TASK GOAL: Among the entries that follow, find every line with the word "TimedRouter" and copy it.
[EXERCISE INPUTS — start]
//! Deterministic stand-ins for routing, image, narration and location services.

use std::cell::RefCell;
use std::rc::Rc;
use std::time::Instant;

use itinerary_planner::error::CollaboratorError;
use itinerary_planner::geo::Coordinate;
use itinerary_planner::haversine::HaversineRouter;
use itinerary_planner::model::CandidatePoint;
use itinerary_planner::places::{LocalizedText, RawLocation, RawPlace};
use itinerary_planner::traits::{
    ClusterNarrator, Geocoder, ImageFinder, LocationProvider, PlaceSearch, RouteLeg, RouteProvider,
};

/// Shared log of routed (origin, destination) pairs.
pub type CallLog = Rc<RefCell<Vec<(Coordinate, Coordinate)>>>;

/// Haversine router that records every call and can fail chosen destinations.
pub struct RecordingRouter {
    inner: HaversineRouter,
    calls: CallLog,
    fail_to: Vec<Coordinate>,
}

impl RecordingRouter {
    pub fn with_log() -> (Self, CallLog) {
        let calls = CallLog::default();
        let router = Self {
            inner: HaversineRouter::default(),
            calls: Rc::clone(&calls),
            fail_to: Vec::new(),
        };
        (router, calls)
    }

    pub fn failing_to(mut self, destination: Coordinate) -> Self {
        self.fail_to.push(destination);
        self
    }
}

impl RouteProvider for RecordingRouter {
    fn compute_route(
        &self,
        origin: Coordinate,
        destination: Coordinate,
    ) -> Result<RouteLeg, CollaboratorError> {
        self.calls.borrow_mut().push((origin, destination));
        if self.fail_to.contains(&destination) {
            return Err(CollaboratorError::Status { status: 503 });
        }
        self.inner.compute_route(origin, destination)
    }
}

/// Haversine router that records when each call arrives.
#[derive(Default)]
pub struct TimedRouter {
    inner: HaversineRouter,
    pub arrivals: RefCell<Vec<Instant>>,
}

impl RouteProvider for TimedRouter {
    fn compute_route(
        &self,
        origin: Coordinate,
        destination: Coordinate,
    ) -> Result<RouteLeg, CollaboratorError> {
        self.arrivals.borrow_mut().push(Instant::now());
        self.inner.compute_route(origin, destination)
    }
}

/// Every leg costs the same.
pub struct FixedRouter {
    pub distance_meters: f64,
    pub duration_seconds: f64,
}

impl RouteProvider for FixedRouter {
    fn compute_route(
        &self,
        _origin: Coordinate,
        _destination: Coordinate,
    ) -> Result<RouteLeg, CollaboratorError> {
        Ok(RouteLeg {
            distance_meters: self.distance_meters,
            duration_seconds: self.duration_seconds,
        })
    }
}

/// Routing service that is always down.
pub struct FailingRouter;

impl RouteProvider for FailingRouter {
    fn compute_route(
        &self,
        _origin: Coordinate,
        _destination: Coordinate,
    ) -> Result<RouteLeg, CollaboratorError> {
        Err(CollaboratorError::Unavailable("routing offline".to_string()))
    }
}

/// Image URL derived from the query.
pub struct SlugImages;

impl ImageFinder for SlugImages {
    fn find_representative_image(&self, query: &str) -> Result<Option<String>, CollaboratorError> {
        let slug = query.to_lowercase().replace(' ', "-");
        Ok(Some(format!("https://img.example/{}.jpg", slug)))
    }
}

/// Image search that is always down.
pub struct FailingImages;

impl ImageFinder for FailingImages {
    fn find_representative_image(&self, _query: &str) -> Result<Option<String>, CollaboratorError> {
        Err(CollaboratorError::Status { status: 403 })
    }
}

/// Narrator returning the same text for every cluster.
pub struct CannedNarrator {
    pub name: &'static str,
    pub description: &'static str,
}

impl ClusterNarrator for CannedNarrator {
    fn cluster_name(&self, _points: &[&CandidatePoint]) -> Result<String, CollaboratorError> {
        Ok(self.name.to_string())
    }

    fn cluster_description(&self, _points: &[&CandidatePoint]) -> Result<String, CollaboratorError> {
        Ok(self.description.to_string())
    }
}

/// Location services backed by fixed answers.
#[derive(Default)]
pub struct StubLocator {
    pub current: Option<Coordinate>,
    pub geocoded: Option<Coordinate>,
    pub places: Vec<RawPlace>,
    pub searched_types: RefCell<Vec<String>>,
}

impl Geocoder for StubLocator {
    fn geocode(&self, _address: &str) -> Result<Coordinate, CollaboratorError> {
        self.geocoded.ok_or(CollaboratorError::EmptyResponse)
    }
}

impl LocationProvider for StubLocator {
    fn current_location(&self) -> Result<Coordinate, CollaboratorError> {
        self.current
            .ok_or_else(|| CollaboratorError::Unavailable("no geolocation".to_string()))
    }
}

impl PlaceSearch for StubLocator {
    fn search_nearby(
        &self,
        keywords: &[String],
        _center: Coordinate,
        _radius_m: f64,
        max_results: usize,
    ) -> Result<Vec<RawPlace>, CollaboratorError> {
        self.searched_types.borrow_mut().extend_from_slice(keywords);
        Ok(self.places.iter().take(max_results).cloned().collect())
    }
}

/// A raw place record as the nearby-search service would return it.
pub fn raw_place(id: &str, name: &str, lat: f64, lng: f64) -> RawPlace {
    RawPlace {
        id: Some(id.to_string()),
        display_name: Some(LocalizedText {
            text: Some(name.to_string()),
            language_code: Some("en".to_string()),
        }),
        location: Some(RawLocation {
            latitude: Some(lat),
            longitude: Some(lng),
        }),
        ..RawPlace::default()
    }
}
[EXERCISE INPUTS — finish]
[EXERCISE INPUTS — start]
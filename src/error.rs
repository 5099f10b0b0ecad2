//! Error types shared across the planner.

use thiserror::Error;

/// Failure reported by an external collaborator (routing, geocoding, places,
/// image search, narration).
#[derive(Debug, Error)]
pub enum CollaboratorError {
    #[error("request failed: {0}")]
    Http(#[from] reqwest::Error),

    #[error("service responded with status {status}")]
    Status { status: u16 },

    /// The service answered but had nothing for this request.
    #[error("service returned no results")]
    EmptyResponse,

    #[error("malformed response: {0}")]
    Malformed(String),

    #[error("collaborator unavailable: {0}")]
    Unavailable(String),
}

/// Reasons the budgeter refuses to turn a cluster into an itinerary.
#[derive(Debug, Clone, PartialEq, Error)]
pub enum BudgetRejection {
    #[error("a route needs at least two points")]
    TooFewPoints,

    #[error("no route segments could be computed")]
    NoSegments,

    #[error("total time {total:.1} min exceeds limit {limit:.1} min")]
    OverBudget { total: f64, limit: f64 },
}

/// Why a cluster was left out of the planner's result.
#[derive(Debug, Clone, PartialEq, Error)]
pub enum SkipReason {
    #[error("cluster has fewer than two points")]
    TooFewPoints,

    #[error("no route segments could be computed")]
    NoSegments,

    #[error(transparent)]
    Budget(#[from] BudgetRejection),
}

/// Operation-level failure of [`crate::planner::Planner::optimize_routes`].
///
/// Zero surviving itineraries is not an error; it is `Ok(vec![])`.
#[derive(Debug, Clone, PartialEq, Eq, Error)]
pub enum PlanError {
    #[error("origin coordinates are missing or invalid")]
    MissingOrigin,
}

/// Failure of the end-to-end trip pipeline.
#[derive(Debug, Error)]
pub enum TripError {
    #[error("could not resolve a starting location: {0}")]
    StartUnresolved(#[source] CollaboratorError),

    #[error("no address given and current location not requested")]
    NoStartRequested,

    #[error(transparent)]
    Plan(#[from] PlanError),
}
[EXERCISE INPUTS — finish]
ANSWER BELOW:
pub struct TimedRouter {
impl RouteProvider for TimedRouter {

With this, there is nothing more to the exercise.